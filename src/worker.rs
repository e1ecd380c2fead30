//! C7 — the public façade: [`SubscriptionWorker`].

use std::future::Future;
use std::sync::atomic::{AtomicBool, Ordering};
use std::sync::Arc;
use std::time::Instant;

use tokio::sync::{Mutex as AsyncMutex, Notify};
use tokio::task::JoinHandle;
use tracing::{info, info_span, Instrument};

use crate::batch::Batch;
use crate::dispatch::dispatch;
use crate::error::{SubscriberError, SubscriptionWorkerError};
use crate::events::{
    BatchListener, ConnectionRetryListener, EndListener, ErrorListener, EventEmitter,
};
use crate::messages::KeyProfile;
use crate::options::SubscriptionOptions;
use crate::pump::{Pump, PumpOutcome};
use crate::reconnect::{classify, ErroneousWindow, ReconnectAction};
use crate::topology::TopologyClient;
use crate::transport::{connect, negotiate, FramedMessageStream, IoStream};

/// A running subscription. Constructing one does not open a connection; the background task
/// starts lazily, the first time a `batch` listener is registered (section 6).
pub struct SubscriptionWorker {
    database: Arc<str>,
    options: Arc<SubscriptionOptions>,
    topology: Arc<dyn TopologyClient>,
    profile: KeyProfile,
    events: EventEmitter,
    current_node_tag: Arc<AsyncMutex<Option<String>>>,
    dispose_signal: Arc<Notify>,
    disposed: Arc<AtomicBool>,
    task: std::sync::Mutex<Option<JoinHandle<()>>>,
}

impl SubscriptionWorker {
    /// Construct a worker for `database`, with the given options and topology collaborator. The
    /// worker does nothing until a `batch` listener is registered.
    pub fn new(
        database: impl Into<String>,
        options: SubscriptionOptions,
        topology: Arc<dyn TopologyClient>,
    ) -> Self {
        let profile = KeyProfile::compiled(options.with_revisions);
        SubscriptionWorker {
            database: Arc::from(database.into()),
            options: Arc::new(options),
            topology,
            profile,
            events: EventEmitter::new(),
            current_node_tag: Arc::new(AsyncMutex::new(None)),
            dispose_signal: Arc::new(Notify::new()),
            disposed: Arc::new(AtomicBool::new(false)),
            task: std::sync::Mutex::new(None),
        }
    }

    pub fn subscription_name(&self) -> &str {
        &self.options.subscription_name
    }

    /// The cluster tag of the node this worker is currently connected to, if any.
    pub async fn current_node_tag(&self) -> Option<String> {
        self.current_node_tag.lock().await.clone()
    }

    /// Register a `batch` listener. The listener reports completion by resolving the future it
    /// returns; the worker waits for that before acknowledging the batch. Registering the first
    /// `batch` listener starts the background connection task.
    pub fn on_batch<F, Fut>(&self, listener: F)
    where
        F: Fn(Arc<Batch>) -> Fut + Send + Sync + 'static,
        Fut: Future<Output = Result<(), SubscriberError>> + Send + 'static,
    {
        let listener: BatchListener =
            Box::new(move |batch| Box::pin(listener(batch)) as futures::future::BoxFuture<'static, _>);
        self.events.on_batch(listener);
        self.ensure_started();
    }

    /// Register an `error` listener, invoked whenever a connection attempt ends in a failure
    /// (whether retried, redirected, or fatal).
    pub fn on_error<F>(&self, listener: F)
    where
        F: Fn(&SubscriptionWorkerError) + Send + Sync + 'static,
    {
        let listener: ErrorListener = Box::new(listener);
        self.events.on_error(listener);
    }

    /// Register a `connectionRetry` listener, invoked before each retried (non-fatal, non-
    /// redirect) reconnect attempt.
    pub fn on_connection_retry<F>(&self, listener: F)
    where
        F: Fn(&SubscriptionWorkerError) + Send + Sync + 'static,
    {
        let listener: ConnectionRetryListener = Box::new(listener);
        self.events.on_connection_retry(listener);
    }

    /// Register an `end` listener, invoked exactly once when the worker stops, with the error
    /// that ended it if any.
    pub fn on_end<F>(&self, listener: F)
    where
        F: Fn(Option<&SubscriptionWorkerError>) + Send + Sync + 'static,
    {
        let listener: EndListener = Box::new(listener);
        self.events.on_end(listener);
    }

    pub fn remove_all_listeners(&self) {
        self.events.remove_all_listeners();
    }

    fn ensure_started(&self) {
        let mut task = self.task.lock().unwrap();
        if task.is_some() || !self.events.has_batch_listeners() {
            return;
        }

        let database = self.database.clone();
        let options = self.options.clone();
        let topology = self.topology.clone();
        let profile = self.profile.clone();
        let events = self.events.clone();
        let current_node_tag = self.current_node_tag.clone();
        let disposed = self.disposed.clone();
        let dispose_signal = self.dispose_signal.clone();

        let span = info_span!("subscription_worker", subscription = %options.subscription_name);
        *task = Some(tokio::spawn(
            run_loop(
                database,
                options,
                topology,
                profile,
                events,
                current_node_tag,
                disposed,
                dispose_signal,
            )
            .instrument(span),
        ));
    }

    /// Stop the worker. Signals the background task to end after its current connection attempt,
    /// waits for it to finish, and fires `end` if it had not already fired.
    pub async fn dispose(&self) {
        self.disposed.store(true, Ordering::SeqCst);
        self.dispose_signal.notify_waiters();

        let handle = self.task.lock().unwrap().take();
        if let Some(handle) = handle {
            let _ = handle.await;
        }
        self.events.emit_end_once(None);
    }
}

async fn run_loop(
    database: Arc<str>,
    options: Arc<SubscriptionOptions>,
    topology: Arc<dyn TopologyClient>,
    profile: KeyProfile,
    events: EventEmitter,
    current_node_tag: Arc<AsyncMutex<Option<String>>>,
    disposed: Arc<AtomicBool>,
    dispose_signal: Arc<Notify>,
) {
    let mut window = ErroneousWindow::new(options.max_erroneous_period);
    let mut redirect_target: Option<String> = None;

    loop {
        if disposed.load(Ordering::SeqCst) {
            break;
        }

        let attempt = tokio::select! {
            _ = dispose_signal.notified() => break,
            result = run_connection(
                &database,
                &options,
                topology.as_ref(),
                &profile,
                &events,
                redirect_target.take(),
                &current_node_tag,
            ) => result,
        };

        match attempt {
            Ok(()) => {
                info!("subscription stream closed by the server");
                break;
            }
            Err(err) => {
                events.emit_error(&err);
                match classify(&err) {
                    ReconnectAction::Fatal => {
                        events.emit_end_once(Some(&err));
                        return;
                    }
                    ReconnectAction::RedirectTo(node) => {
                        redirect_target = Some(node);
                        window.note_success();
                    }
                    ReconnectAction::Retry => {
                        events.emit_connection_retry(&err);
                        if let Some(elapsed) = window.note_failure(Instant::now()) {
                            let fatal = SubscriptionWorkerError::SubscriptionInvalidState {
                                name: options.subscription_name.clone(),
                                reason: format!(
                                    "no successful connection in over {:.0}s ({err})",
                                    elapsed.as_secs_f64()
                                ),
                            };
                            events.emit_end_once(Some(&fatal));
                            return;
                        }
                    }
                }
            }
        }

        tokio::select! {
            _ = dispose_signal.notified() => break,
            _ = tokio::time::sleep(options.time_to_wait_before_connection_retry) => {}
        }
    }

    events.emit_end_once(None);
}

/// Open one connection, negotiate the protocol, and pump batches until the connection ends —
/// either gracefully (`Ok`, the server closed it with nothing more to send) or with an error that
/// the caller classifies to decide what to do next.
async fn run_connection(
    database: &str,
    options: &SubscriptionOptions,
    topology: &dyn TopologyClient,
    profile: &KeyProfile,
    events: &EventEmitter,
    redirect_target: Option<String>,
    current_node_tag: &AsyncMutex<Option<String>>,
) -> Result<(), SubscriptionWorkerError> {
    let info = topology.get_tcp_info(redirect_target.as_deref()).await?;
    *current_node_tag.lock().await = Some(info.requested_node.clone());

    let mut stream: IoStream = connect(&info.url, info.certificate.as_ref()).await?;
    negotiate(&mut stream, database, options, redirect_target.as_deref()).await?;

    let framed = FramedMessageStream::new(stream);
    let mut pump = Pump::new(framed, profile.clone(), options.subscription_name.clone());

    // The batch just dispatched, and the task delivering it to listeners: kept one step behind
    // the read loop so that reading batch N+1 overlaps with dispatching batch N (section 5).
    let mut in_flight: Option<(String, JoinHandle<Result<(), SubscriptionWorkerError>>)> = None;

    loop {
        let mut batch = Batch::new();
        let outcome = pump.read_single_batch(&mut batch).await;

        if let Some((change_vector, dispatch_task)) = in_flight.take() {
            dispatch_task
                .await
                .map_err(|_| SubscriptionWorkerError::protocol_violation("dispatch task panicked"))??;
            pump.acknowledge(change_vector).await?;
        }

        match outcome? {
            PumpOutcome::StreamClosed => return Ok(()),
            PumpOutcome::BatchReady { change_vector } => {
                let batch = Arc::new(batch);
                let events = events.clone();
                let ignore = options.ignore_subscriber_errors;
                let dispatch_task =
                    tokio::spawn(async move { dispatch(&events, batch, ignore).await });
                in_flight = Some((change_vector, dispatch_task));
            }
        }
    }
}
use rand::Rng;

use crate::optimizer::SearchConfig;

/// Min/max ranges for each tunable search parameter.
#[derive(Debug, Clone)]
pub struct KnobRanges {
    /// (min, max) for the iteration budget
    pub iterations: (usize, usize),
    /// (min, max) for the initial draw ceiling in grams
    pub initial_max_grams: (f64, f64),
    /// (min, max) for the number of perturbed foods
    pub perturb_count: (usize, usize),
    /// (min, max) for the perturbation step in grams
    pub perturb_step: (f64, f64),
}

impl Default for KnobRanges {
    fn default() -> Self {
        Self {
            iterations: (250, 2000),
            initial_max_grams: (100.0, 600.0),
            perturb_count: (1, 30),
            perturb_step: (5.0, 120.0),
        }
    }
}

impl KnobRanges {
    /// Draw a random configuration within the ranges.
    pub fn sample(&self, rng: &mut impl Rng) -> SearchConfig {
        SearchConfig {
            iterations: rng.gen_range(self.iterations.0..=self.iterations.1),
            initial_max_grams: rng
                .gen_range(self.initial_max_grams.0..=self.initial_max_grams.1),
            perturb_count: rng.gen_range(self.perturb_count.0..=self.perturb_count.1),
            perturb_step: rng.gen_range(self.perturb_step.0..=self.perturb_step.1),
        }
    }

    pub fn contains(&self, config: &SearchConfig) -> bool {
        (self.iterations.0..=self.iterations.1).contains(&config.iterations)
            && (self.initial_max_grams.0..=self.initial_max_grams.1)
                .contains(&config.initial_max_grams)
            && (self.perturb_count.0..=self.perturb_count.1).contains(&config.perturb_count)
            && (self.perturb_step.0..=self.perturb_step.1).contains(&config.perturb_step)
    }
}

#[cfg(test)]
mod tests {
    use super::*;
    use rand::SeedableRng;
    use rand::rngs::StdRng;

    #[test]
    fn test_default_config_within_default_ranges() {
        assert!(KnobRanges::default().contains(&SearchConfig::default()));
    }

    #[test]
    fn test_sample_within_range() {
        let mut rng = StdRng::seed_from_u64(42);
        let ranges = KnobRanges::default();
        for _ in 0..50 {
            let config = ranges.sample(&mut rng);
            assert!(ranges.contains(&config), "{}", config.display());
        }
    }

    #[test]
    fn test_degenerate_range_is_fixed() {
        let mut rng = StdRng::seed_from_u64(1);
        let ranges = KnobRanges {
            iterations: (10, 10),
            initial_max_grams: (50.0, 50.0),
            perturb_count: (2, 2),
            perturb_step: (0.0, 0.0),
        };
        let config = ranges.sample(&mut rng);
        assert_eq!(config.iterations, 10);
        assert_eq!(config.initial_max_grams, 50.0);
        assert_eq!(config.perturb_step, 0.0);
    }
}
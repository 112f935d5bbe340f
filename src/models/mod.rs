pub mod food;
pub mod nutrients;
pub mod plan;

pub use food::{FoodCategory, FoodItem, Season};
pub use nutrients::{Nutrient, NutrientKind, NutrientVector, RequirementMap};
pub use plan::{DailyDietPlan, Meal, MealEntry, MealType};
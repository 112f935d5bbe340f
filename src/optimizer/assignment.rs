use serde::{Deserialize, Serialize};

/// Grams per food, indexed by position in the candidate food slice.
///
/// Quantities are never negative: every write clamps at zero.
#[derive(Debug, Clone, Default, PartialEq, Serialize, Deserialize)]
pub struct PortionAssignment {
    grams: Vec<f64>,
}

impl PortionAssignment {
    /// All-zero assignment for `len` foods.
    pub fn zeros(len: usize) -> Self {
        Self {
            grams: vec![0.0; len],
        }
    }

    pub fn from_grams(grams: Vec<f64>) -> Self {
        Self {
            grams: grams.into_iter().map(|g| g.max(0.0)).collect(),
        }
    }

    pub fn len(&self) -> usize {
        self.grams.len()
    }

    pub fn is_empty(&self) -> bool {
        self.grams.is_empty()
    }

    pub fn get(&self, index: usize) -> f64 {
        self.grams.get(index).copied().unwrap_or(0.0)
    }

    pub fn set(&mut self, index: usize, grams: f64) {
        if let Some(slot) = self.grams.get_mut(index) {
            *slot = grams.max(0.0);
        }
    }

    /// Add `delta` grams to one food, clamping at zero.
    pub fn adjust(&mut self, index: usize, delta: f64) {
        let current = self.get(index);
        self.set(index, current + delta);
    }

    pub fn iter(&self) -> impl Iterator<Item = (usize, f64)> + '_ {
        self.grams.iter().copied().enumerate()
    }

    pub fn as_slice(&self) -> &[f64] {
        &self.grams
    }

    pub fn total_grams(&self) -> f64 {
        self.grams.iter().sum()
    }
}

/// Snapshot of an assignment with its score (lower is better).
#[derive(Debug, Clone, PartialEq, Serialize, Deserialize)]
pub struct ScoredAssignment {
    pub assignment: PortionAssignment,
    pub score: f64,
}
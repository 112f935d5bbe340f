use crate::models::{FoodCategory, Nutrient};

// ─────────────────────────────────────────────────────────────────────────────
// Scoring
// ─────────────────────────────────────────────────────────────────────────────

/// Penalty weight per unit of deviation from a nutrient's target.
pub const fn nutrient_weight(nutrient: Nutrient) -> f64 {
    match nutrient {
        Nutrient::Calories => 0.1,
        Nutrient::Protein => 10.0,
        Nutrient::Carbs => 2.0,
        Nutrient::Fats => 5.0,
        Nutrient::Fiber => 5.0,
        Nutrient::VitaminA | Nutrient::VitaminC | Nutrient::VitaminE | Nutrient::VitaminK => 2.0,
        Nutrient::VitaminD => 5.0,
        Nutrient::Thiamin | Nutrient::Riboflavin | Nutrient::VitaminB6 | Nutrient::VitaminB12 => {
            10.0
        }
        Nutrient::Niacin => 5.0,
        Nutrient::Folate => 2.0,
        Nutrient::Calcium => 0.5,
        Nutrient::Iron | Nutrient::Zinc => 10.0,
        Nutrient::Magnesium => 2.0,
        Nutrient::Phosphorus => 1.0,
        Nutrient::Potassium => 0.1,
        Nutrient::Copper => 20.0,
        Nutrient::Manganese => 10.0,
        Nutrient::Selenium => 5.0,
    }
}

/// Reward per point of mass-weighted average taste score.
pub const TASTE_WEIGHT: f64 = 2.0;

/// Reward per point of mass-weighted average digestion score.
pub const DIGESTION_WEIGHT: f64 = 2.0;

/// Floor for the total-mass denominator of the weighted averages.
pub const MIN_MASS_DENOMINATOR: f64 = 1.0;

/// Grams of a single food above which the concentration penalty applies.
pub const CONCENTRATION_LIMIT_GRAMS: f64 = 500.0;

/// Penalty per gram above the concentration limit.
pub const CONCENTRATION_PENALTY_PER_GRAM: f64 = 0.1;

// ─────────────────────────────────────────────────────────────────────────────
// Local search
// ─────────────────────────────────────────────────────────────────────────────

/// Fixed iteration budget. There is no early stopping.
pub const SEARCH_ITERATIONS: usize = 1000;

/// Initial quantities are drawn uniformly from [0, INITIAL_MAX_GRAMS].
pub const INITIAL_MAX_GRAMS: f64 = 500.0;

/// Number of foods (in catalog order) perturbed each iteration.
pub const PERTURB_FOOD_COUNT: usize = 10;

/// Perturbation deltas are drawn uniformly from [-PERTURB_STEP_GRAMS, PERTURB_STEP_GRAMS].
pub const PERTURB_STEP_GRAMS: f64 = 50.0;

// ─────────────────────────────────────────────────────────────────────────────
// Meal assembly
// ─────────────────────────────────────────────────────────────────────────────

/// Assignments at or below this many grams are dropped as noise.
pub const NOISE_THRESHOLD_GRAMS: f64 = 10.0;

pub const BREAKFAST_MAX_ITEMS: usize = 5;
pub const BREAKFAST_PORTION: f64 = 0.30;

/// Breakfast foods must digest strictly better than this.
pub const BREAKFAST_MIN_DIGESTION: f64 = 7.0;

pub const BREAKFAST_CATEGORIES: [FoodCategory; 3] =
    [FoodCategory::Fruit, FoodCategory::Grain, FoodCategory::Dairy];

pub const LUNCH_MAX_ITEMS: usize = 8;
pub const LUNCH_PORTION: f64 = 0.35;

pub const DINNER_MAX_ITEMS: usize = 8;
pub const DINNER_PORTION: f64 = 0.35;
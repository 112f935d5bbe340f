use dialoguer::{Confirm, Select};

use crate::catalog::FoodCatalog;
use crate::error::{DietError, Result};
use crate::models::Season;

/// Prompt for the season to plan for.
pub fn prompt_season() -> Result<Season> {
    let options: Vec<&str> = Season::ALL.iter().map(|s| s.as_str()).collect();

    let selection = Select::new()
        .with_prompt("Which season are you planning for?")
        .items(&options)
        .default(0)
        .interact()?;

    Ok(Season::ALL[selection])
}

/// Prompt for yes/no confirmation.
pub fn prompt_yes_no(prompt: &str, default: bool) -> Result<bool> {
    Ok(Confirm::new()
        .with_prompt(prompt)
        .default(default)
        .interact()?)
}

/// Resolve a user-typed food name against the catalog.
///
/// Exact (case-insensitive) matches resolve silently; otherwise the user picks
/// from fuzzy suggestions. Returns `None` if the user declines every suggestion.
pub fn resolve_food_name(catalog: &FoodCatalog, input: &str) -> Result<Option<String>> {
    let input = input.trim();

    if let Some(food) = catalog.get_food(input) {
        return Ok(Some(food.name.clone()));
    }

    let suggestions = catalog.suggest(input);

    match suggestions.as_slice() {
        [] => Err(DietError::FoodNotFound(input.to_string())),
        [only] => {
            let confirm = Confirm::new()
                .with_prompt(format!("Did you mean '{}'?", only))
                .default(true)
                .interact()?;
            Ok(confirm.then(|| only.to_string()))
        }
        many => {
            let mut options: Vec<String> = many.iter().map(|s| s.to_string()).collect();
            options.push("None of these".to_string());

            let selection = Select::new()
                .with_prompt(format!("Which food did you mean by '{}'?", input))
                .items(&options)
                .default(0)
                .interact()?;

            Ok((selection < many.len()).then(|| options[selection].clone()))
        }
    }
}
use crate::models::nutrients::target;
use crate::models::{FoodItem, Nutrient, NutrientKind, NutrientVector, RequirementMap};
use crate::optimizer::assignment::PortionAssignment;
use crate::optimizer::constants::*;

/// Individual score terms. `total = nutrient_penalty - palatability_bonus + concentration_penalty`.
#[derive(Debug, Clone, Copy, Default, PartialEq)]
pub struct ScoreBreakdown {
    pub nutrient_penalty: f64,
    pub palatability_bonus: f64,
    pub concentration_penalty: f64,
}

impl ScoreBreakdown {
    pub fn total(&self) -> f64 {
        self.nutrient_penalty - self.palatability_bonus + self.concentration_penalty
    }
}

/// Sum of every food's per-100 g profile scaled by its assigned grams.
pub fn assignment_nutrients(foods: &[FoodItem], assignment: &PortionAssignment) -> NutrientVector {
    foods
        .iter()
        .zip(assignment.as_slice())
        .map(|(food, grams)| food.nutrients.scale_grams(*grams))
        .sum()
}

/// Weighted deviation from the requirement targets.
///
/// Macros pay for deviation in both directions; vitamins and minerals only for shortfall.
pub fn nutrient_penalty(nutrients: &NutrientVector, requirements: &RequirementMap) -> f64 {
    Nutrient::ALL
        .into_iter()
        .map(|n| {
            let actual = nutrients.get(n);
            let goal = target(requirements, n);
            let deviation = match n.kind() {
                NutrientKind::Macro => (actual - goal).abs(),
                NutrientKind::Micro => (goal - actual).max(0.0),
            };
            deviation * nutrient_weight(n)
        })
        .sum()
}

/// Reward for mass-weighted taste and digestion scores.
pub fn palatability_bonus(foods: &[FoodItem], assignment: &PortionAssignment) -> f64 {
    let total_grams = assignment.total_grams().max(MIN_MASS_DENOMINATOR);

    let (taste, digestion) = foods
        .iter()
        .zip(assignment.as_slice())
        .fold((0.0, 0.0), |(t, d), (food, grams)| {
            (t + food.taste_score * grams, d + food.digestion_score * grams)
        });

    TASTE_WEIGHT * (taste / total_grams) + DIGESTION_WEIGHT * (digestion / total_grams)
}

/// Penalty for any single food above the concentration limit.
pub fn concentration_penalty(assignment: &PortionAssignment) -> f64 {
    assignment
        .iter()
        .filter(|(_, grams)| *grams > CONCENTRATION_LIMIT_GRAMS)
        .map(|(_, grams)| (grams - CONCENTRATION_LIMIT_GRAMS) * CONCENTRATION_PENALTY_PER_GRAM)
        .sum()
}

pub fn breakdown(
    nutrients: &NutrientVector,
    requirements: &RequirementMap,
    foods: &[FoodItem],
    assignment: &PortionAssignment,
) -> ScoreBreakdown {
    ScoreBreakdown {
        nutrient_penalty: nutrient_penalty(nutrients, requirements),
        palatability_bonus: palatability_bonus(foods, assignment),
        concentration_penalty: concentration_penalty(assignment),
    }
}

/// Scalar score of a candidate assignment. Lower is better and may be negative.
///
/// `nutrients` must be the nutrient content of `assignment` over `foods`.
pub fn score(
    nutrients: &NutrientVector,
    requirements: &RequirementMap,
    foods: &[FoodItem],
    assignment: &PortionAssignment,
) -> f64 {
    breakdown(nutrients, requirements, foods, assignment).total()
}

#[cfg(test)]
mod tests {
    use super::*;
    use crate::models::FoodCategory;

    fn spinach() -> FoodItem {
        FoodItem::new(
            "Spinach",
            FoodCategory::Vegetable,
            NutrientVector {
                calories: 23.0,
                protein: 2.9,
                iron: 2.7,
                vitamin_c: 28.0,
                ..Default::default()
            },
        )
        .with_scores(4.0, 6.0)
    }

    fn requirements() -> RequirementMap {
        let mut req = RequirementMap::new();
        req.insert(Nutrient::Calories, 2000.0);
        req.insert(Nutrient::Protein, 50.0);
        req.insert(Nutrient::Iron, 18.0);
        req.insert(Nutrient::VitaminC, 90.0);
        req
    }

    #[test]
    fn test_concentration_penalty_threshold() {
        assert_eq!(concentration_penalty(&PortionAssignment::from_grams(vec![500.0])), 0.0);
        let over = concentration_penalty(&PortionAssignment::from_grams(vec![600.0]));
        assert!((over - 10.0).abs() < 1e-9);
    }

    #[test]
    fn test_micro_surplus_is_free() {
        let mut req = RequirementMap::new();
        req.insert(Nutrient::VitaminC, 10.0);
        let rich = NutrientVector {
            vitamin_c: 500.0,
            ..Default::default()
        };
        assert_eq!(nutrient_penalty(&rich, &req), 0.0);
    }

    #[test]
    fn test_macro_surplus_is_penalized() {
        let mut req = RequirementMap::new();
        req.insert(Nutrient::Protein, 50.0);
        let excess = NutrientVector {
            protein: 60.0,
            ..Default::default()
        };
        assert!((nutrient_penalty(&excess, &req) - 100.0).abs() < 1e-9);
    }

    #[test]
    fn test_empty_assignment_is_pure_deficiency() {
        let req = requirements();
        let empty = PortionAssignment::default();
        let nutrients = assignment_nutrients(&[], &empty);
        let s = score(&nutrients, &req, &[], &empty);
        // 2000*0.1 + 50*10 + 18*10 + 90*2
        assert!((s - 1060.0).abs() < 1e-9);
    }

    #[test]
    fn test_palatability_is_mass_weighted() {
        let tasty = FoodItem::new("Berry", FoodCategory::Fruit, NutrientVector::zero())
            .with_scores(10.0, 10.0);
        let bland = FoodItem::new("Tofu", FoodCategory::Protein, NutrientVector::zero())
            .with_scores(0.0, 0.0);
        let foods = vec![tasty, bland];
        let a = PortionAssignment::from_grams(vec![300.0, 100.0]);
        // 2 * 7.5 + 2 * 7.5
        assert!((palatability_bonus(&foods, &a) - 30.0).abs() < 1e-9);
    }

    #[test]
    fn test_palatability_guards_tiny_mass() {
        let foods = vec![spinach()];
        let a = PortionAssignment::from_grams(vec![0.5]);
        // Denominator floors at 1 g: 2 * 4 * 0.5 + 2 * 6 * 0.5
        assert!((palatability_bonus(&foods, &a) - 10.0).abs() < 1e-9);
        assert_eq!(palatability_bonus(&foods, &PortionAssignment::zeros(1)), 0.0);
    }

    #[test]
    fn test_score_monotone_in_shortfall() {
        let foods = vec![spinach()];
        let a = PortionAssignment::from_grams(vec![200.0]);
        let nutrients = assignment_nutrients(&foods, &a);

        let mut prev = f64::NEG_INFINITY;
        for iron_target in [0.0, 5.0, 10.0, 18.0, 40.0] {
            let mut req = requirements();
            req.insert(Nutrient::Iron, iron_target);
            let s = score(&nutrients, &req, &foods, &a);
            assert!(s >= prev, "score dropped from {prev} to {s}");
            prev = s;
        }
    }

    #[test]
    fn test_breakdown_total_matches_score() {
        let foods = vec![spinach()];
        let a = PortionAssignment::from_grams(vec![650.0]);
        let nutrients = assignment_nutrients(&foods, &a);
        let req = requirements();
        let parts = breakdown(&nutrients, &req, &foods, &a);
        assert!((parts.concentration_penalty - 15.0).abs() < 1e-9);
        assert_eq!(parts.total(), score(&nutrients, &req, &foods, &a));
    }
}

----

- WHAT IS BEING ASKED -
Starting at the line above that holds "let batch = Arc::new(batch);" and ending at the line that holds "of perturbed foods", transcribe each line exactly and include no other lines.

- FINISHED TASK -
                let batch = Arc::new(batch);
                let events = events.clone();
                let ignore = options.ignore_subscriber_errors;
                let dispatch_task =
                    tokio::spawn(async move { dispatch(&events, batch, ignore).await });
                in_flight = Some((change_vector, dispatch_task));
            }
        }
    }
}
use rand::Rng;

use crate::optimizer::SearchConfig;

/// Min/max ranges for each tunable search parameter.
#[derive(Debug, Clone)]
pub struct KnobRanges {
    /// (min, max) for the iteration budget
    pub iterations: (usize, usize),
    /// (min, max) for the initial draw ceiling in grams
    pub initial_max_grams: (f64, f64),
    /// (min, max) for the number of perturbed foods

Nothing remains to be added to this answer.